The most important quality an entrepreneur must have is the ability to sell. And there’s a phrase in selling, which goes something like: you can’t sell what you don’t believe in… and vice versa. The more your idea is worked out, the more you know about the market, the more confident you can defend your ideas from the many, many sceptics that are out there.

A pitch v.1 needs to be a mini-business-plan of one to a few pages and include as much information as possible about the product, about how (you think) you will produce it, who you will (need to) hire, where you will be located, what need you are meeting, how you will market your product, how you will make money, how you will defend yourself from the competition. The more specific, the better!

And then that needs to be summarised into a pitch of ca. 2 mins, summarising all the vital data + a touch of personality & charisma!

Good knowledge to have at this stage: apart from the data from steps 1 & 2 (technical, marketing, your industry, your customers), you need some business-planning skills, which includes some (not much) financial techniques; as well as presentation skills & passion.

Step 4: find your team

There’s different philosophies about idea-generation (step 1), with many, I’m sure, arguing that you should be brainstorming with your friends on the idea from the start, that more heads have more/better ideas than one, etc. etc. I completely agree with this. But my philosophy is that without a clear direction, a team can quickly lose focus and follow political objectives, rather than pragmatic ones. While, I’ve been blessed with a few groups of people, where the chemistry was excellent and everyone was intelligent enough to be willing to listen & learn from others, many other groups have been a complete failure, because politics & brains definitely don’t always come hand in hand. So, I’m of the opinion, that an idea needs to be very well-developed & thought out before presenting it, after which it can be refined and adapted, and even rejected, according to the more specialised knowledge of group-members.

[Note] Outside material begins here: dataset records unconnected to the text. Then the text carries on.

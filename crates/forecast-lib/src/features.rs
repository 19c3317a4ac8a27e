//! Feature engineering over resampled telemetry
//!
//! Derives lag and first-difference features for configured base metrics and
//! calendar fields from the time index. The engine is stateless: the same
//! series always yields the same frame.

use crate::config::{DerivedMetric, FeatureConfig};
use crate::models::{FeatureColumn, FeatureFrame, ResampledSeries};
use chrono::{DateTime, Datelike, Utc};
use serde::Serialize;
use tracing::warn;

/// What the engine could and could not derive
#[derive(Debug, Clone, Default, Serialize)]
pub struct FeatureReport {
    /// Base metrics requested but absent from the source
    pub missing: Vec<String>,
    /// Columns dropped because every value was missing
    pub omitted: Vec<String>,
    /// Whether calendar fields were derived
    pub calendar: bool,
}

impl FeatureReport {
    pub fn is_degraded(&self) -> bool {
        !self.missing.is_empty() || !self.omitted.is_empty()
    }
}

/// Builds a `FeatureFrame` from a `ResampledSeries`
#[derive(Debug, Clone)]
pub struct FeatureEngine {
    config: FeatureConfig,
}

impl FeatureEngine {
    pub fn new(config: FeatureConfig) -> Self {
        Self { config }
    }

    pub fn build(&self, series: &ResampledSeries) -> (FeatureFrame, FeatureReport) {
        let record = series.record();
        let len = record.len();
        let mut report = FeatureReport::default();
        let mut columns: Vec<FeatureColumn> = Vec::new();

        for column in record.columns() {
            match fill_gaps(&column.values) {
                Some(values) => columns.push(FeatureColumn {
                    name: column.name.clone(),
                    values,
                }),
                None => {
                    warn!(
                        event = "feature_omitted",
                        column = %column.name,
                        "Column has no values, omitting"
                    );
                    report.omitted.push(column.name.clone());
                }
            }
        }

        if self.config.calendar {
            if let Some(timestamps) = record.timestamps() {
                columns.extend(calendar_features(timestamps));
                report.calendar = true;
            }
        }

        for metric in &self.config.base_metrics {
            if record.column(&metric.source).is_none() {
                warn!(
                    event = "feature_degraded",
                    column = %metric.source,
                    "Base metric missing, skipping lag features"
                );
                report.missing.push(metric.source.clone());
                continue;
            }
            let base = match columns.iter().find(|c| c.name == metric.source) {
                Some(c) => c.values.clone(),
                // Present but entirely missing: already listed as omitted
                None => continue,
            };
            derive_lag_features(metric, &base, &mut columns, &mut report);
        }

        (FeatureFrame::new(record.timestamps().map(|t| t.to_vec()), columns, len), report)
    }
}

fn derive_lag_features(
    metric: &DerivedMetric,
    base: &[f64],
    columns: &mut Vec<FeatureColumn>,
    report: &mut FeatureReport,
) {
    let prev: Vec<Option<f64>> = lag(base, 1);
    let diff: Vec<Option<f64>> = base
        .iter()
        .zip(&prev)
        .map(|(value, prev)| prev.map(|p| value - p))
        .collect();

    for (name, values) in [(&metric.prev_name, prev), (&metric.diff_name, diff)] {
        match fill_gaps(&values) {
            Some(values) => columns.push(FeatureColumn {
                name: name.clone(),
                values,
            }),
            None => report.omitted.push(name.clone()),
        }
    }
}

/// Shift values forward by `k` periods; the first `k` rows are missing
pub fn lag(values: &[f64], k: usize) -> Vec<Option<f64>> {
    (0..values.len())
        .map(|i| i.checked_sub(k).map(|j| values[j]))
        .collect()
}

/// Forward-fill missing values, back-filling any leading gap from the first
/// present value. Returns `None` when the column has no values at all.
pub fn fill_gaps(values: &[Option<f64>]) -> Option<Vec<f64>> {
    let first = values.iter().flatten().next().copied()?;
    let mut last = first;
    Some(
        values
            .iter()
            .map(|v| {
                if let Some(v) = v {
                    last = *v;
                }
                last
            })
            .collect(),
    )
}

fn calendar_features(timestamps: &[DateTime<Utc>]) -> Vec<FeatureColumn> {
    let weekday: Vec<f64> = timestamps
        .iter()
        .map(|ts| ts.weekday().num_days_from_monday() as f64)
        .collect();
    let weekend = weekday
        .iter()
        .map(|d| if *d >= 5.0 { 1.0 } else { 0.0 })
        .collect();
    let month = timestamps.iter().map(|ts| ts.month() as f64).collect();
    let day = timestamps.iter().map(|ts| ts.day() as f64).collect();

    vec![
        FeatureColumn {
            name: "weekday".to_string(),
            values: weekday,
        },
        FeatureColumn {
            name: "weekend".to_string(),
            values: weekend,
        },
        FeatureColumn {
            name: "month".to_string(),
            values: month,
        },
        FeatureColumn {
            name: "day".to_string(),
            values: day,
        },
    ]
}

About finding team-members; for myself I have to say, after spending a long-long time on my thesis—a solitary activity—it’s not that easy. Again, networking, LinkedIN/Facebook, blogging, university (very important!), family, highschool-friends, former employers/co-workers, etc. , all good choices. Luckily for me, my thesis also brought me into contact with a large number of incubators, which are also good places to run into smart people; I worked for a venture-capital-tracking firm, ditto on the smart people; and there’s Tech IT Easy, Ditto 3x! So, really, never a shortage of smart people, when you look for them!

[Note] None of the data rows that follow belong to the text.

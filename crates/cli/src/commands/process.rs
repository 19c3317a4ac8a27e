//! `cfb process`: write the featured dataset

use anyhow::{Context, Result};
use forecast_lib::export::write_frame_csv_path;
use forecast_lib::{Pipeline, PipelineConfig};
use serde_json::json;
use std::path::Path;

use super::prepare;
use crate::output::{print_info, print_json, print_success, print_warning, OutputFormat};

pub fn run(
    config: PipelineConfig,
    input: &Path,
    output_dir: &Path,
    file_name: &str,
    format: OutputFormat,
) -> Result<()> {
    let pipeline = Pipeline::new(config)?;
    let dataset = prepare(&pipeline, input)?;

    std::fs::create_dir_all(output_dir)
        .with_context(|| format!("Failed to create {}", output_dir.display()))?;
    let path = output_dir.join(file_name);
    write_frame_csv_path(&dataset.frame, &path)
        .with_context(|| format!("Failed to write {}", path.display()))?;

    match format {
        OutputFormat::Json => print_json(&json!({
            "output": path,
            "rows": dataset.frame.len(),
            "columns": dataset.frame.column_names(),
            "ingest": dataset.ingest,
            "resample": dataset.resample,
            "features": dataset.features,
        }))?,
        OutputFormat::Table => {
            print_success(&format!(
                "Wrote {} rows x {} columns to {}",
                dataset.frame.len(),
                dataset.frame.columns().len(),
                path.display()
            ));
            if dataset.ingest.rows_dropped() > 0 {
                print_warning(&format!(
                    "{} rows dropped during ingestion",
                    dataset.ingest.rows_dropped()
                ));
            }
            for missing in &dataset.features.missing {
                print_warning(&format!("Base metric '{}' not found, skipped", missing));
            }
            if dataset.ingest.degraded {
                print_info("No timestamp column: positional rows, no calendar features");
            }
        }
    }

    Ok(())
}
//! Ingestion and alignment of raw telemetry
//!
//! This module turns a tabular telemetry source into a `TimeSeriesRecord` and
//! aligns it onto a fixed cadence:
//! - CSV parsing with epoch-second or epoch-millisecond timestamps
//! - Row-level validation (bad rows are dropped and counted, never fatal)
//! - Degraded positional mode when no timestamp column exists
//! - Resampling into contiguous buckets

mod reader;
mod resample;

pub use reader::{read_csv, IngestOptions, IngestReport, IngestedRecord};
pub use resample::{resample, ResampleReport};
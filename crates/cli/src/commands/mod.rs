//! Subcommand implementations

pub mod evaluate;
pub mod inspect;
pub mod process;

use anyhow::{Context, Result};
use forecast_lib::{Pipeline, PreparedDataset};
use std::fs::File;
use std::io::BufReader;
use std::path::Path;

/// Ingest, resample and featurize the CSV at `input`
pub(crate) fn prepare(pipeline: &Pipeline, input: &Path) -> Result<PreparedDataset> {
    let file = File::open(input).with_context(|| format!("Failed to open {}", input.display()))?;
    pipeline
        .prepare(BufReader::new(file))
        .with_context(|| format!("Failed to prepare {}", input.display()))
}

Good knowledge to have at this stage: material from steps 1-3; people-skills, in terms of choosing the right group of people; leadership & sales-skills; and the ability to form rational arguments & present your ideas well.

Step 5: write a business-plan

Read Jeremy’s post here.

Step 6: pitch v.2 – approaching early-stage investors

Somewhat different from later-stage investors, these are people you talk to, usually before launching your company (except maybe in web-world), and for which you don’t have that much tangible evidence to convince them with yet. So your pitch needs to be somewhat like pitch v.1 (step 3), but will include more data that you collected for your business-plan, but presented concisely and clearly showing how you will meet a need, how you plan to make your investors their money back + some more, how you will reduce the risk for them (very important!), and what you see their role to be in your business, apart from cash-cow—this only applies to active investors, such as business angels, not banks or subsidies, though not all business angels are able to be active (though they should always be able to help with contacts), and some bankers may surprise you.

Good knowledge to have at this stage: all the material from the previous steps, and similar skills as for pitch v.1. You need to speak a language that early-stage (!) investors understand!

Step 7: approaching early-stage investors

Banks & subsidies are easy to find, though sometimes you still need a little help and/or an intro; generally, banks want a lot of securities, sometimes already having a subsidy agreement and working with other, more experienced investors helps a great deal. Subsidies are a b*tch, as they make you do a lot of paper-work and impose some rules, and they generally work best for innovative, sustainable, or export-related ideas.

Business angels are a little harder. Usually, it helps going through trustworthy (& older) people that have built a network themselves. I can’t say more about that, except that entrepreneurs should avoid acting predatory and avoid predatory investors (both happen way too frequently), and you can mostly control the first (yourself), not so much the latter (though it helps going through someone you know).

Good knowledge to have at this stage: know your business-plan inside out; know how to present it and the financial data concisely; people-skills, in terms of evaluating the people you meet and selling yourself; having a network helps; having a good team in place helps a lot; having collateral helps with banks; having a tolerance for bureaucracy helps with subsidies, as does an association with a public research-institute (e.g. an incubator or your university).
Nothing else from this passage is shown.